St. Frances did not see herself as an apostle to her own people, but she was well prepared by her own sufferings to bear the sorrows of those in need. Weak as a child, and prone to illness, the congregation she sought to join thought her physically incapable of living the vocation. Undaunted, she became a public school teacher, eventually being called upon to head the reform of a lapsed religious community in her native Italy. While she thrived in this role, she had a wider purpose: like St. Dominic, who wished to evangelize the Cumins and the Tartars, she too hoped to work in the East, amongst the Chinese. And, like St. Dominic, she felt a strong desire to submit her designs to the Holy Father and to receive his decision. Pope Leo XIII knew much of the suffering that Italian immigrants faced throughout the world, and prevailed upon Mother Cabrini to serve those closer to home with the same reasoning that compelled Holy Father Dominic to seek out the lost in southern France.
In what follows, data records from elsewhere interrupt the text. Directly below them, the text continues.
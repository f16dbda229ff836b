use crate::core::error::{EngineError, Result};
use crate::store::{Record, RecordKind, StoreError, new_uri};
use chrono::Utc;
use serde::{Deserialize, Serialize};
use std::collections::VecDeque;

/// How many messages a bar keeps before dropping the oldest.
pub const MAX_MESSAGES: usize = 64;

fn now() -> f64 {
    Utc::now().timestamp_millis() as f64 / 1000.0
}

#[derive(Debug, Clone, PartialEq, Serialize, Deserialize)]
pub struct ProgressMessage {
    pub time: f64,
    pub value: f64,
    pub text: String,
}

/// Bounded monotonic progress of one job.
///
/// `start_time == 0` means not started; `value >= max_value` means stopped.
/// Timestamps are Unix seconds.
#[derive(Debug, Clone, Serialize, Deserialize)]
pub struct ProgressBar {
    #[serde(skip)]
    uri: String,
    value: f64,
    max_value: f64,
    start_time: f64,
    current_time: f64,
    elapsed_time: f64,
    remaining_time: f64,
    average_speed: f64,
    messages: VecDeque<ProgressMessage>,
    #[serde(skip)]
    min_delta: f64,
    #[serde(skip)]
    last_update: f64,
}

impl ProgressBar {
    pub fn new(max_value: f64, min_delta: f64) -> Self {
        Self {
            uri: new_uri(),
            value: 0.0,
            max_value,
            start_time: 0.0,
            current_time: 0.0,
            elapsed_time: 0.0,
            remaining_time: 0.0,
            average_speed: 0.0,
            messages: VecDeque::new(),
            min_delta,
            last_update: 0.0,
        }
    }

    pub fn uri(&self) -> &str {
        &self.uri
    }

    pub fn value(&self) -> f64 {
        self.value
    }

    pub fn max_value(&self) -> f64 {
        self.max_value
    }

    pub fn start_time(&self) -> f64 {
        self.start_time
    }

    pub fn elapsed_time(&self) -> f64 {
        self.elapsed_time
    }

    pub fn remaining_time(&self) -> f64 {
        self.remaining_time
    }

    pub fn average_speed(&self) -> f64 {
        self.average_speed
    }

    pub fn messages(&self) -> impl Iterator<Item = &ProgressMessage> {
        self.messages.iter()
    }

    pub fn is_started(&self) -> bool {
        self.start_time > 0.0
    }

    pub fn is_stopped(&self) -> bool {
        self.value >= self.max_value
    }

    pub fn is_running(&self) -> bool {
        self.is_started() && !self.is_stopped()
    }

    pub fn start(&mut self, max_value: f64) -> Result<()> {
        self.start_at(max_value, now())
    }

    fn start_at(&mut self, max_value: f64, at: f64) -> Result<()> {
        if self.is_started() {
            return Err(EngineError::Configuration(
                "the progress bar has already started".into(),
            ));
        }
        if max_value <= 0.0 {
            return Err(EngineError::Configuration(format!(
                "invalid max value {} for a progress bar",
                max_value
            )));
        }
        self.max_value = max_value;
        self.value = 0.0;
        self.start_time = at;
        self.current_time = at;
        self.last_update = at;
        Ok(())
    }

    /// Moves the bar. Returns `false` when the update was dropped.
    ///
    /// Updates before [`ProgressBar::start`] are ignored. Values are clamped
    /// to `[0, max_value]`. Updates closer than the
    /// minimum delta to the previous one are dropped unless they reach the
    /// maximum, and so are updates that would move the bar backwards.
    pub fn change(&mut self, value: f64) -> bool {
        self.change_at(value, now())
    }

    fn change_at(&mut self, value: f64, at: f64) -> bool {
        if !self.is_started() {
            log::debug!("Progress update to {} ignored: the bar has not started", value);
            return false;
        }
        let value = value.clamp(0.0, self.max_value);
        if value < self.value {
            log::debug!("Progress update to {} ignored: the bar is at {}", value, self.value);
            return false;
        }
        if value < self.max_value && at - self.last_update < self.min_delta {
            log::debug!("Progress update to {} throttled", value);
            return false;
        }

        self.value = value;
        self.current_time = at;
        self.last_update = at;
        self.elapsed_time = at - self.start_time;
        if self.elapsed_time > 0.0 {
            self.average_speed = self.value / self.elapsed_time;
        }
        self.remaining_time = if self.average_speed > 0.0 {
            (self.max_value - self.value) / self.average_speed
        } else {
            0.0
        };
        if self.value >= self.max_value {
            self.stop_at(at);
        }
        true
    }

    pub fn stop(&mut self) {
        self.stop_at(now());
    }

    fn stop_at(&mut self, at: f64) {
        if !self.is_started() {
            self.start_time = at;
        }
        self.value = self.max_value;
        self.current_time = at;
        self.elapsed_time = at - self.start_time;
        self.remaining_time = 0.0;
        if self.elapsed_time > 0.0 {
            self.average_speed = self.value / self.elapsed_time;
        }
    }

    pub fn add_message(&mut self, text: impl Into<String>) {
        if self.messages.len() == MAX_MESSAGES {
            self.messages.pop_front();
        }
        self.messages.push_back(ProgressMessage {
            time: now(),
            value: self.value,
            text: text.into(),
        });
    }

    pub fn to_json(&self) -> serde_json::Value {
        let mut body = serde_json::to_value(self).unwrap_or_default();
        if let Some(map) = body.as_object_mut() {
            map.insert("uri".into(), self.uri.clone().into());
            map.insert("is_started".into(), self.is_started().into());
            map.insert("is_stopped".into(), self.is_stopped().into());
        }
        body
    }

    pub(crate) fn to_record(&self) -> Result<Record> {
        let body = serde_json::to_value(self).map_err(StoreError::from)?;
        Ok(Record::new(RecordKind::ProgressBar, self.uri.clone(), body))
    }

    pub(crate) fn from_record(record: &Record, min_delta: f64) -> std::result::Result<Self, StoreError> {
        let mut bar: ProgressBar = serde_json::from_value(record.body.clone())?;
        bar.uri = record.uri.clone();
        bar.min_delta = min_delta;
        bar.last_update = bar.current_time;
        Ok(bar)
    }
}
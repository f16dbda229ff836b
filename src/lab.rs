//! The lab: the explicit context every engine object is built against.
//!
//! A [`Lab`] bundles the identity store, the process registry, the settings
//! and the in-memory identity maps. Nothing in the engine is global; two labs
//! never see each other's state.

use crate::core::error::{EngineError, Result};
use crate::core::experiment::Experiment;
use crate::core::lock;
use crate::core::process::{Process, ProcessRegistry};
use crate::core::queue::Queue;
use crate::store::{MemoryStore, RecordKind, Store};
use serde::{Deserialize, Serialize};
use std::collections::HashMap;
use std::sync::{Arc, Mutex, Weak};
use std::time::Duration;
use tokio::sync::OnceCell;

/// Tunables of a lab. Durations are in seconds.
#[derive(Debug, Clone, PartialEq, Serialize, Deserialize)]
#[serde(default)]
pub struct LabSettings {
    pub queue_max_length: usize,
    pub queue_tick_interval: f64,
    pub queue_settle_delay: f64,
    pub progress_min_delta: f64,
    pub progress_max_value: f64,
}

impl Default for LabSettings {
    fn default() -> Self {
        Self {
            queue_max_length: 10,
            queue_tick_interval: 30.0,
            queue_settle_delay: 0.2,
            progress_min_delta: 1.0,
            progress_max_value: 100.0,
        }
    }
}

impl LabSettings {
    /// Parses a JSON settings document. Missing keys take their default.
    pub fn from_json(document: &str) -> Result<Self> {
        let settings: LabSettings = serde_json::from_str(document)
            .map_err(|err| EngineError::Configuration(format!("invalid lab settings: {}", err)))?;
        settings.check()?;
        Ok(settings)
    }

    fn check(&self) -> Result<()> {
        if self.queue_max_length == 0 {
            return Err(EngineError::Configuration("queue_max_length must be positive".into()));
        }
        if self.queue_tick_interval <= 0.0 {
            return Err(EngineError::Configuration("queue_tick_interval must be positive".into()));
        }
        if self.progress_max_value <= 0.0 {
            return Err(EngineError::Configuration("progress_max_value must be positive".into()));
        }
        for (name, value) in [
            ("queue_settle_delay", self.queue_settle_delay),
            ("progress_min_delta", self.progress_min_delta),
        ] {
            if value < 0.0 {
                return Err(EngineError::Configuration(format!("{} cannot be negative", name)));
            }
        }
        Ok(())
    }

    pub fn with_queue_max_length(mut self, length: usize) -> Self {
        self.queue_max_length = length;
        self
    }

    pub fn with_queue_tick_interval(mut self, seconds: f64) -> Self {
        self.queue_tick_interval = seconds;
        self
    }

    pub fn with_queue_settle_delay(mut self, seconds: f64) -> Self {
        self.queue_settle_delay = seconds;
        self
    }

    pub fn with_progress_min_delta(mut self, seconds: f64) -> Self {
        self.progress_min_delta = seconds;
        self
    }

    pub fn with_progress_max_value(mut self, value: f64) -> Self {
        self.progress_max_value = value;
        self
    }

    pub fn tick_interval(&self) -> Duration {
        Duration::from_secs_f64(self.queue_tick_interval.max(0.001))
    }

    pub fn settle_delay(&self) -> Duration {
        Duration::from_secs_f64(self.queue_settle_delay.max(0.0))
    }
}

pub struct Lab {
    store: Arc<dyn Store>,
    registry: ProcessRegistry,
    settings: LabSettings,
    singletons: Mutex<HashMap<String, String>>,
    experiments: Mutex<HashMap<String, Weak<Experiment>>>,
    queue: OnceCell<Arc<Queue>>,
}

impl Lab {
    pub fn new(store: Arc<dyn Store>, registry: ProcessRegistry, settings: LabSettings) -> Arc<Lab> {
        Arc::new(Self {
            store,
            registry,
            settings,
            singletons: Mutex::new(HashMap::new()),
            experiments: Mutex::new(HashMap::new()),
            queue: OnceCell::new(),
        })
    }

    /// A lab over a fresh [`MemoryStore`] with the default registry and settings.
    pub fn in_memory() -> Arc<Lab> {
        Self::new(Arc::new(MemoryStore::new()), ProcessRegistry::default(), LabSettings::default())
    }

    pub fn with_settings(settings: LabSettings) -> Arc<Lab> {
        Self::new(Arc::new(MemoryStore::new()), ProcessRegistry::default(), settings)
    }

    pub fn store(&self) -> &Arc<dyn Store> {
        &self.store
    }

    pub fn registry(&self) -> &ProcessRegistry {
        &self.registry
    }

    pub fn settings(&self) -> &LabSettings {
        &self.settings
    }

    /// The persisted URI shared by every instance of a singleton type.
    pub(crate) async fn singleton_uri(&self, type_name: &str) -> Result<Option<String>> {
        if let Some(uri) = lock(&self.singletons).get(type_name) {
            return Ok(Some(uri.clone()));
        }
        let found = self
            .store
            .list(RecordKind::Process)
            .await?
            .into_iter()
            .find(|record| record.str_field("type") == type_name)
            .map(|record| record.uri);
        if let Some(uri) = &found {
            self.remember_singleton(type_name, uri);
        }
        Ok(found)
    }

    pub(crate) fn remember_singleton(&self, type_name: &str, uri: &str) {
        lock(&self.singletons).insert(type_name.to_string(), uri.to_string());
    }

    pub(crate) fn remember_experiment(&self, experiment: &Arc<Experiment>) {
        lock(&self.experiments).insert(experiment.uri().to_string(), Arc::downgrade(experiment));
    }

    /// The live experiment with this URI, loaded from the store when no
    /// instance is alive.
    pub async fn experiment(self: &Arc<Self>, uri: &str) -> Result<Arc<Experiment>> {
        let alive = lock(&self.experiments).get(uri).and_then(Weak::upgrade);
        match alive {
            Some(experiment) => Ok(experiment),
            None => Experiment::load(self, uri).await,
        }
    }

    /// The lab queue, loaded on first access.
    pub async fn queue(self: &Arc<Self>) -> Result<Arc<Queue>> {
        self.queue
            .get_or_try_init(|| async { Queue::load(self).await.map(Arc::new) })
            .await
            .cloned()
    }

    /// Find-or-create a process of a registered type.
    pub async fn create_process(self: &Arc<Self>, type_name: &str) -> Result<Arc<Process>> {
        self.registry.get_or_create(self, type_name).await
    }
}

impl std::fmt::Debug for Lab {
    fn fmt(&self, f: &mut std::fmt::Formatter<'_>) -> std::fmt::Result {
        f.debug_struct("Lab").field("settings", &self.settings).finish()
    }
}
And so, well prepared by her own sufferings, she accepted the Pope’s charge, and accepted still more sufferings for the sake of the mission. Deathly afraid of sea travel, she nevertheless crossed the Atlantic—over the course of her life, she managed over thirty transatlantic voyages. When she first arrived in New York, Archbishop Corrigan advised her that the school she had been sent to manage in the United States had been dissolved—the pressing work that Leo XIII had entrusted to her was no longer necessary. Instead, he recommended that she should just head back to Italy, as there was no need for her anymore in America. Mother Cabrini knew better than to settle for this: the Holy Father had sent her to this country, and so she would stay. Perhaps unsurprisingly in retrospect, her ministry quickly began to flourish.
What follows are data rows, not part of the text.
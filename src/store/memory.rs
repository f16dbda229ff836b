use super::{Record, RecordKind, Store, StoreError};
use crate::core::lock;
use async_trait::async_trait;
use std::collections::{BTreeMap, HashSet};
use std::sync::Mutex;

type Table = BTreeMap<(RecordKind, String), Record>;

/// In-memory store with staged-copy transactions.
///
/// A batch is applied to a copy of the table and swapped in only when every
/// write succeeded, so a failing batch never leaves partial state behind.
#[derive(Default)]
pub struct MemoryStore {
    rows: Mutex<Table>,
    order: Mutex<BTreeMap<RecordKind, Vec<String>>>,
    failing: Mutex<HashSet<RecordKind>>,
}

impl MemoryStore {
    pub fn new() -> Self {
        Self::default()
    }

    /// Makes every batch containing a record of `kind` fail.
    pub fn fail_on(&self, kind: RecordKind) {
        lock(&self.failing).insert(kind);
    }

    pub fn heal(&self, kind: RecordKind) {
        lock(&self.failing).remove(&kind);
    }

    pub fn count(&self, kind: RecordKind) -> usize {
        lock(&self.rows).keys().filter(|(k, _)| *k == kind).count()
    }
}

#[async_trait]
impl Store for MemoryStore {
    async fn get_by_uri(&self, kind: RecordKind, uri: &str) -> Result<Option<Record>, StoreError> {
        Ok(lock(&self.rows).get(&(kind, uri.to_string())).cloned())
    }

    async fn save_all(&self, records: Vec<Record>) -> Result<(), StoreError> {
        let failing = lock(&self.failing).clone();
        let mut rows = lock(&self.rows);
        let mut staged = rows.clone();
        let mut created = Vec::new();

        for record in records {
            if failing.contains(&record.kind) {
                return Err(StoreError::Backend(format!(
                    "write rejected for {} '{}'",
                    record.kind, record.uri
                )));
            }
            let key = (record.kind, record.uri.clone());
            if !staged.contains_key(&key) && !created.contains(&key) {
                created.push(key.clone());
            }
            staged.insert(key, record);
        }

        *rows = staged;
        drop(rows);

        let mut order = lock(&self.order);
        for (kind, uri) in created {
            order.entry(kind).or_default().push(uri);
        }
        Ok(())
    }

    async fn list(&self, kind: RecordKind) -> Result<Vec<Record>, StoreError> {
        let rows = lock(&self.rows);
        let order = lock(&self.order);
        Ok(order
            .get(&kind)
            .map(|uris| {
                uris.iter()
                    .filter_map(|uri| rows.get(&(kind, uri.clone())).cloned())
                    .collect()
            })
            .unwrap_or_default())
    }

    async fn delete(&self, kind: RecordKind, uri: &str) -> Result<bool, StoreError> {
        let removed = lock(&self.rows).remove(&(kind, uri.to_string())).is_some();
        if removed {
            if let Some(uris) = lock(&self.order).get_mut(&kind) {
                uris.retain(|u| u != uri);
            }
        }
        Ok(removed)
    }
}

#[cfg(test)]
mod tests {
    use super::*;
    use serde_json::json;

    #[tokio::test]
    async fn test_save_and_get() {
        let store = MemoryStore::new();
        store
            .save(Record::new(RecordKind::Config, "c1", json!({"a": 1})))
            .await
            .unwrap();

        let found = store.get_by_uri(RecordKind::Config, "c1").await.unwrap();
        assert_eq!(found.unwrap().body, json!({"a": 1}));
        assert!(store.get_by_uri(RecordKind::Job, "c1").await.unwrap().is_none());
    }

    #[tokio::test]
    async fn test_failed_batch_rolls_back() {
        let store = MemoryStore::new();
        store.fail_on(RecordKind::Job);

        let result = store
            .save_all(vec![
                Record::new(RecordKind::Config, "c1", json!({})),
                Record::new(RecordKind::Job, "j1", json!({})),
            ])
            .await;

        assert!(result.is_err());
        assert_eq!(store.count(RecordKind::Config), 0);
        assert_eq!(store.count(RecordKind::Job), 0);
    }

    #[tokio::test]
    async fn test_list_keeps_insertion_order() {
        let store = MemoryStore::new();
        for uri in ["b", "a", "c"] {
            store
                .save(Record::new(RecordKind::QueueEntry, uri, json!({})))
                .await
                .unwrap();
        }
        // Overwriting keeps the original position.
        store
            .save(Record::new(RecordKind::QueueEntry, "b", json!({"x": 1})))
            .await
            .unwrap();

        let uris: Vec<_> = store
            .list(RecordKind::QueueEntry)
            .await
            .unwrap()
            .into_iter()
            .map(|r| r.uri)
            .collect();
        assert_eq!(uris, vec!["b", "a", "c"]);

        assert!(store.delete(RecordKind::QueueEntry, "a").await.unwrap());
        assert_eq!(store.list(RecordKind::QueueEntry).await.unwrap().len(), 2);
    }
}
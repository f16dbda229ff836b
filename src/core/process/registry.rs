use super::{Process, ProcessLogic};
use crate::core::error::{EngineError, Result};
use crate::core::protocol::ProtocolLogic;
use crate::core::resource::{RESOURCE, ResourceType};
use crate::lab::Lab;
use std::collections::HashMap;
use std::sync::Arc;

/// Builds a fresh behaviour for a process type.
pub type ProcessFactory = fn() -> Box<dyn ProcessLogic>;

fn make<L: ProcessLogic + Default>() -> Box<dyn ProcessLogic> {
    Box::new(L::default())
}

/// Bootstrap-time table of the process and resource types a lab can rebuild
/// from persisted graphs.
pub struct ProcessRegistry {
    processes: HashMap<&'static str, ProcessFactory>,
    resources: HashMap<&'static str, &'static ResourceType>,
}

impl ProcessRegistry {
    /// A registry that knows protocols and the base resource type.
    pub fn new() -> Self {
        let mut registry = Self {
            processes: HashMap::new(),
            resources: HashMap::new(),
        };
        registry.register::<ProtocolLogic>();
        registry.register_resource(&RESOURCE);
        registry
    }

    pub fn register<L: ProcessLogic + Default>(&mut self) -> &mut Self {
        let type_name = L::default().type_name();
        self.register_factory(type_name, make::<L>)
    }

    pub fn register_factory(&mut self, type_name: &'static str, factory: ProcessFactory) -> &mut Self {
        if self.processes.insert(type_name, factory).is_some() {
            log::warn!("Process type '{}' was already registered, overwriting it.", type_name);
        }
        self
    }

    pub fn register_resource(&mut self, kind: &'static ResourceType) -> &mut Self {
        self.resources.insert(kind.name(), kind);
        self
    }

    pub fn contains(&self, type_name: &str) -> bool {
        self.processes.contains_key(type_name)
    }

    pub fn factory(&self, type_name: &str) -> Result<ProcessFactory> {
        self.processes
            .get(type_name)
            .copied()
            .ok_or_else(|| EngineError::UnknownProcessType(type_name.to_string()))
    }

    pub fn resource_type(&self, name: &str) -> Option<&'static ResourceType> {
        self.resources.get(name).copied()
    }

    /// Find-or-create: singleton types reuse the persisted row of their type.
    pub async fn get_or_create(&self, lab: &Arc<Lab>, type_name: &str) -> Result<Arc<Process>> {
        let factory = self.factory(type_name)?;
        Process::create_boxed(lab, factory()).await
    }
}

impl Default for ProcessRegistry {
    /// The base registry plus the robot bricks when the `robot` feature is on.
    fn default() -> Self {
        #[allow(unused_mut)]
        let mut registry = Self::new();
        #[cfg(feature = "robot")]
        crate::robot::register(&mut registry);
        registry
    }
}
For all the challenges she faced in serving immigrants, she did not have to confront one difficulty that we associate with assisting migrants today: bureaucratic and legal obstacles to entering the country. While Ellis Island is famous for screening all seeking admission into the United States, its sole purpose was to prevent the admission of communicable diseases from immigrants. Beyond this, families and individuals were free to come and go as they pleased with no injury to their “immigration status.” Families (including my own) thought nothing of moving to America, returning home, then moving back to America again a few years later. The modern immigration system as we have it today—with quotas, waiting periods, and countless other restrictions—only dates from the mid-1920s. St. Frances Xavier Cabrini was taxed with many burdens for her ministry to immigrants, but an onerous amount of paperwork was not one of them.
This fact struck me with particular force this past summer, as I was assigned to work in the immigration office of the Diocese of Providence. Having witnessed what it takes to become an American citizen, it seems fair to say that much of the process, with all its paperwork, stems from the prudent determination to preserve the quality of life for Americans. However, it must also be said that the documentation is often processed in an arbitrary manner. The government proposes to treat all those applying for citizenship fairly, but often treats would-be citizens with a presumption of guilt over any problem that appears in their documentation, or that arises in the interview process.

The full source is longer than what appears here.